We have our own examples of debt and deficits not leading to economic ruin here in North America. In 2008/09, central banks pumped trillions of dollars into global credit markets in an effort to avert total economic collapse. Despite dire warnings about the imminent threat of inflation, it never actually materialized. Interest rates remained low, the US dollar remained strong, and inflation remained conspicuously muted. Nevertheless, those warnings have returned as governments backed up their proverbial trucks in an effort to prevent another economic collapse in the face of COVID-19, and they will almost certainly continue to shape the conversation around what we do after the virus passes.
But MMT offers an intriguing alternative to the fiscal austerity that Canada turned to in the 1990s and 2000s in order to start cutting into the national debt. And, according to Pigeon, this country is well-positioned to serve as an incubator for these new ideas. Not simply because we issue our own currency but because the Bank of Canada enjoys a rare level of freedom. “I think Canada’s probably been a better case study for the MMT propositions than the United States,” he says, “in the sense that, operationally, there’s very few restrictions around what the Bank of Canada can do versus what the Federal Reserve can do.”
This isn’t just a matter for fiscal-policy wonks. Embracing MMT and investing in ways to address our social and environmental deficits could help policy makers close the gap between rich and poor, heal some of the fissures in society, and avoid the kind of populist flashpoints that Pigeon believes has led to situations like Brexit and the Trump presidency. As working people have fallen ever further behind those with capital and wealth, they’ve increasingly turned to political leaders who promise easy solutions. In that light, inflation might be the least of Canada’s problems. “There are worse outcomes,” Pigeon says, “and I think we’ve lived a lot of that in the last thirty or forty years.”
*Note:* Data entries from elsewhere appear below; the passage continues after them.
// src/utils/mod.rs
pub mod error;
pub mod logging;
pub mod html_debug;

pub use error::AppError; // Re-export main error type for convenience
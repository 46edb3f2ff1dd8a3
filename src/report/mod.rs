// src/report/mod.rs
pub mod models;

pub use models::{ExtractionResult, ReportMetadata};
Indeed, as a trio of pro-MMT economists argued in a 2019 Financial Times piece, “Commenters are not wrong that some of these proposals and tools will be controversial. What is ignored by this criticism is the fact that our current approach of managing inflation on the backs of a very indebted and underemployed public is also controversial.” Time will tell whether we can get past the language of belt-tightening and boot-strapping to have a more creative conversation about the role and purpose of government spending. But one thing is already clear: governments can spend far more during an emergency than we ever thought possible. The real question is how we’ll define what qualifies as an emergency—and how willing we’ll be to respond to it.